# [What you have to do]
Check every line below for the string "other". Copy the ones that have it.

[Dataset entries]
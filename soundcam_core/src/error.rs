// Typed errors with thiserror. Only configuration errors reach the caller;
// frame-level problems are absorbed by the detector tick.

use thiserror::Error;

/// Detector error types.
#[derive(Error, Debug, PartialEq)]
pub enum DetectorError {
    #[error("Invalid configuration: {0}")]
    InvalidConfig(String),

    #[error("Frame buffer size mismatch: expected {expected} bytes, got {actual}")]
    FrameSize { expected: usize, actual: usize },

    #[error("Frame of {width}x{height} pixels does not fit in memory")]
    FrameTooLarge { width: u32, height: u32 },

    #[error("Serialization error: {0}")]
    Serialization(String),
}

impl From<serde_json::Error> for DetectorError {
    fn from(err: serde_json::Error) -> Self {
        DetectorError::Serialization(err.to_string())
    }
}
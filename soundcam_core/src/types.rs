// Strong typing over strings. Newtypes for timestamps and pixel geometry,
// closed enums for zones and corners so per-zone state is an array, not a map.

use serde::{Deserialize, Serialize};

use crate::error::DetectorError;

/// Monotonic timestamp in microseconds. Newtype for type safety.
#[derive(Debug, Clone, Copy, PartialEq, Eq, PartialOrd, Ord, Serialize, Deserialize, Default)]
pub struct Timestamp(u64);

impl Timestamp {
    pub fn from_micros(us: u64) -> Self {
        Timestamp(us)
    }

    pub fn from_millis(ms: u64) -> Self {
        Timestamp(ms.saturating_mul(1000))
    }

    /// From a fractional millisecond clock (`performance.now()`, rAF timestamps).
    /// Negative and NaN inputs clamp to zero.
    pub fn from_millis_f64(ms: f64) -> Self {
        if ms.is_nan() || ms <= 0.0 {
            return Timestamp(0);
        }
        Timestamp((ms * 1000.0).round() as u64)
    }

    pub fn as_micros(&self) -> u64 {
        self.0
    }

    pub fn as_millis(&self) -> f64 {
        self.0 as f64 / 1000.0
    }

    /// Microseconds elapsed since `earlier`, zero if the clock went backwards.
    pub fn micros_since(&self, earlier: Timestamp) -> u64 {
        self.0.saturating_sub(earlier.0)
    }
}

/// Frame size in pixels.
#[derive(Debug, Clone, Copy, PartialEq, Eq, Serialize, Deserialize, Default)]
pub struct FrameDimensions {
    pub width: u32,
    pub height: u32,
}

impl FrameDimensions {
    pub fn new(width: u32, height: u32) -> Self {
        FrameDimensions { width, height }
    }

    pub fn is_empty(&self) -> bool {
        self.width == 0 || self.height == 0
    }

    /// Byte length of an RGBA buffer of this size, `None` if it overflows `usize`.
    pub fn rgba_len(&self) -> Option<usize> {
        (self.width as usize)
            .checked_mul(self.height as usize)?
            .checked_mul(4)
    }
}

/// Axis-aligned rectangle in frame pixel coordinates.
#[derive(Debug, Clone, Copy, PartialEq, Eq, Serialize, Deserialize, Default)]
pub struct PixelRect {
    pub x: u32,
    pub y: u32,
    pub width: u32,
    pub height: u32,
}

impl PixelRect {
    pub fn new(x: u32, y: u32, width: u32, height: u32) -> Self {
        PixelRect {
            x,
            y,
            width,
            height,
        }
    }

    pub fn is_empty(&self) -> bool {
        self.width == 0 || self.height == 0
    }

    pub fn right(&self) -> u32 {
        self.x.saturating_add(self.width)
    }

    pub fn bottom(&self) -> u32 {
        self.y.saturating_add(self.height)
    }

    pub fn intersects(&self, other: &PixelRect) -> bool {
        if self.is_empty() || other.is_empty() {
            return false;
        }
        self.x < other.right()
            && other.x < self.right()
            && self.y < other.bottom()
            && other.y < self.bottom()
    }

    pub fn fits_within(&self, dims: FrameDimensions) -> bool {
        self.right() <= dims.width && self.bottom() <= dims.height
    }
}

/// One of the four detection zones, keyed by the playback action it triggers.
#[derive(Debug, Clone, Copy, PartialEq, Eq, Hash, Serialize, Deserialize)]
#[serde(rename_all = "snake_case")]
pub enum ZoneId {
    Previous,
    Next,
    Play,
    Pause,
}

impl ZoneId {
    /// Fixed evaluation order within a tick.
    pub const ALL: [ZoneId; 4] = [ZoneId::Previous, ZoneId::Next, ZoneId::Play, ZoneId::Pause];

    pub fn index(self) -> usize {
        match self {
            ZoneId::Previous => 0,
            ZoneId::Next => 1,
            ZoneId::Play => 2,
            ZoneId::Pause => 3,
        }
    }

    pub fn as_str(self) -> &'static str {
        match self {
            ZoneId::Previous => "previous",
            ZoneId::Next => "next",
            ZoneId::Play => "play",
            ZoneId::Pause => "pause",
        }
    }
}

/// Frame corner a zone is anchored to.
#[derive(Debug, Clone, Copy, PartialEq, Eq, Hash, Serialize, Deserialize)]
#[serde(rename_all = "kebab-case")]
pub enum Corner {
    TopLeft,
    TopRight,
    BottomLeft,
    BottomRight,
}

impl Corner {
    pub fn is_right(self) -> bool {
        matches!(self, Corner::TopRight | Corner::BottomRight)
    }

    pub fn is_bottom(self) -> bool {
        matches!(self, Corner::BottomLeft | Corner::BottomRight)
    }

    /// The corner on the other side of the vertical axis.
    pub fn mirrored(self) -> Corner {
        match self {
            Corner::TopLeft => Corner::TopRight,
            Corner::TopRight => Corner::TopLeft,
            Corner::BottomLeft => Corner::BottomRight,
            Corner::BottomRight => Corner::BottomLeft,
        }
    }
}

/// Which corner each action lives in. Must be a bijection.
#[derive(Debug, Clone, Copy, PartialEq, Eq, Serialize, Deserialize)]
pub struct CornerAssignment {
    #[serde(default = "default_previous_corner")]
    pub previous: Corner,
    #[serde(default = "default_next_corner")]
    pub next: Corner,
    #[serde(default = "default_play_corner")]
    pub play: Corner,
    #[serde(default = "default_pause_corner")]
    pub pause: Corner,
}

impl CornerAssignment {
    pub fn corner_of(&self, zone: ZoneId) -> Corner {
        match zone {
            ZoneId::Previous => self.previous,
            ZoneId::Next => self.next,
            ZoneId::Play => self.play,
            ZoneId::Pause => self.pause,
        }
    }

    pub fn is_bijection(&self) -> bool {
        let corners = ZoneId::ALL.map(|z| self.corner_of(z));
        (0..corners.len()).all(|i| !corners[i + 1..].contains(&corners[i]))
    }
}

impl Default for CornerAssignment {
    fn default() -> Self {
        CornerAssignment {
            previous: default_previous_corner(),
            next: default_next_corner(),
            play: default_play_corner(),
            pause: default_pause_corner(),
        }
    }
}

fn default_previous_corner() -> Corner {
    Corner::TopLeft
}

fn default_next_corner() -> Corner {
    Corner::TopRight
}

fn default_play_corner() -> Corner {
    Corner::BottomLeft
}

fn default_pause_corner() -> Corner {
    Corner::BottomRight
}

/// Which scalar decides whether a zone is covered.
#[derive(Debug, Clone, Copy, PartialEq, Eq, Serialize, Deserialize, Default)]
#[serde(rename_all = "snake_case")]
pub enum SignalStrategy {
    /// Mean luminance below `brightness_threshold`. Needs only the current frame.
    Brightness,
    /// Fraction of sampled pixels that changed since the previous frame.
    #[default]
    MotionDiff,
}

/// How a zone that stays covered re-fires.
#[derive(Debug, Clone, Copy, PartialEq, Eq, Serialize, Deserialize, Default)]
#[serde(rename_all = "snake_case")]
pub enum TriggerMode {
    /// Fire again every cooldown interval while the zone stays active.
    #[default]
    RepeatWhileHeld,
    /// Fire once per cover; the zone must go inactive before re-arming.
    RisingEdge,
}

/// Detector configuration passed from JS as JSON. `{}` yields the defaults.
#[derive(Debug, Clone, PartialEq, Serialize, Deserialize)]
pub struct DetectorConfig {
    #[serde(default)]
    pub strategy: SignalStrategy,
    /// Per-pixel mean channel difference (0-255) counted as motion.
    #[serde(default = "default_detection_threshold")]
    pub detection_threshold: f32,
    /// Percentage (0-100) of sampled pixels that must move.
    #[serde(default = "default_motion_threshold_percent")]
    pub motion_threshold_percent: f32,
    /// Mean luminance (0-255) below which a zone counts as covered.
    #[serde(default = "default_brightness_threshold")]
    pub brightness_threshold: f32,
    /// Minimum time between two events of the same zone.
    #[serde(default = "default_cooldown_ms")]
    pub cooldown_ms: u64,
    #[serde(default = "default_zone_width_fraction")]
    pub zone_width_fraction: f32,
    #[serde(default = "default_zone_height_fraction")]
    pub zone_height_fraction: f32,
    /// Inset from the frame edges, as a fraction of each axis.
    #[serde(default = "default_margin_fraction")]
    pub margin_fraction: f32,
    #[serde(default = "default_pixel_sample_stride")]
    pub pixel_sample_stride: u32,
    /// Analyse the frame as if mirrored horizontally (selfie view).
    ///
    /// Leave `false` when the host already draws the camera mirrored into its
    /// canvas (`ctx.scale(-1, 1)`), so zones match what the user sees. Set it
    /// when the pixels come straight from the camera.
    #[serde(default)]
    pub mirror: bool,
    #[serde(default)]
    pub corners: CornerAssignment,
    #[serde(default)]
    pub trigger_mode: TriggerMode,
}

fn default_detection_threshold() -> f32 {
    30.0
}

fn default_motion_threshold_percent() -> f32 {
    15.0
}

fn default_brightness_threshold() -> f32 {
    80.0
}

fn default_cooldown_ms() -> u64 {
    1000
}

fn default_zone_width_fraction() -> f32 {
    0.25
}

fn default_zone_height_fraction() -> f32 {
    0.35
}

fn default_margin_fraction() -> f32 {
    0.05
}

fn default_pixel_sample_stride() -> u32 {
    4
}

impl Default for DetectorConfig {
    fn default() -> Self {
        DetectorConfig {
            strategy: SignalStrategy::default(),
            detection_threshold: default_detection_threshold(),
            motion_threshold_percent: default_motion_threshold_percent(),
            brightness_threshold: default_brightness_threshold(),
            cooldown_ms: default_cooldown_ms(),
            zone_width_fraction: default_zone_width_fraction(),
            zone_height_fraction: default_zone_height_fraction(),
            margin_fraction: default_margin_fraction(),
            pixel_sample_stride: default_pixel_sample_stride(),
            mirror: false,
            corners: CornerAssignment::default(),
            trigger_mode: TriggerMode::default(),
        }
    }
}

impl DetectorConfig {
    /// Brightness-drop defaults: flush 20% corner zones, every pixel sampled.
    pub fn brightness_preset() -> Self {
        DetectorConfig {
            strategy: SignalStrategy::Brightness,
            zone_width_fraction: 0.2,
            zone_height_fraction: 0.2,
            margin_fraction: 0.0,
            pixel_sample_stride: 1,
            ..Default::default()
        }
    }

    pub fn cooldown_us(&self) -> u64 {
        self.cooldown_ms.saturating_mul(1000)
    }

    /// Reject values that would leave geometry or thresholds undefined.
    pub fn validate(&self) -> Result<(), DetectorError> {
        check_range("detection_threshold", self.detection_threshold, 0.0, 255.0)?;
        check_range(
            "motion_threshold_percent",
            self.motion_threshold_percent,
            0.0,
            100.0,
        )?;
        check_range("brightness_threshold", self.brightness_threshold, 0.0, 255.0)?;
        check_range("margin_fraction", self.margin_fraction, 0.0, 0.5)?;

        for (name, fraction) in [
            ("zone_width_fraction", self.zone_width_fraction),
            ("zone_height_fraction", self.zone_height_fraction),
        ] {
            check_range(name, fraction, 0.0, 0.5)?;
            if fraction >= 0.5 {
                return Err(DetectorError::InvalidConfig(format!(
                    "{name} must be below 0.5 so opposite zones cannot overlap, got {fraction}"
                )));
            }
            if fraction + self.margin_fraction > 0.5 {
                return Err(DetectorError::InvalidConfig(format!(
                    "{name} + margin_fraction must not exceed 0.5, got {}",
                    fraction + self.margin_fraction
                )));
            }
        }

        if self.pixel_sample_stride == 0 {
            return Err(DetectorError::InvalidConfig(
                "pixel_sample_stride must be >= 1".to_string(),
            ));
        }
        if !self.corners.is_bijection() {
            return Err(DetectorError::InvalidConfig(format!(
                "each action needs its own corner, got {:?}",
                self.corners
            )));
        }
        Ok(())
    }
}

fn check_range(name: &str, value: f32, min: f32, max: f32) -> Result<(), DetectorError> {
    if value.is_nan() || value < min || value > max {
        return Err(DetectorError::InvalidConfig(format!(
            "{name} must be within [{min}, {max}], got {value}"
        )));
    }
    Ok(())
}

/// Emitted when a zone fires. Consumed once by the playback side.
#[derive(Debug, Clone, Copy, PartialEq, Eq, Serialize, Deserialize)]
pub struct ActionEvent {
    pub zone: ZoneId,
    pub timestamp: Timestamp,
}

/// A zone's visual active flag flipped this tick.
#[derive(Debug, Clone, Copy, PartialEq, Eq, Serialize, Deserialize)]
pub struct ZoneStateChange {
    pub zone: ZoneId,
    pub active: bool,
}

/// Outcome of one detection tick, returned to JS as JSON.
#[derive(Debug, Clone, Default, PartialEq, Serialize, Deserialize)]
pub struct TickReport {
    /// False when the tick was skipped (no frame, bad frame, not running).
    pub evaluated: bool,
    pub events: Vec<ActionEvent>,
    pub state_changes: Vec<ZoneStateChange>,
    /// Handle the host must pass to the next tick, if one was scheduled.
    pub next_tick: Option<u32>,
}

impl TickReport {
    pub fn skipped() -> Self {
        TickReport::default()
    }
}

# [Result of this exercise]
    pub fn intersects(&self, other: &PixelRect) -> bool {
        if self.is_empty() || other.is_empty() {
        self.x < other.right()
            && other.x < self.right()
            && self.y < other.bottom()
            && other.y < self.bottom()
    /// The corner on the other side of the vertical axis.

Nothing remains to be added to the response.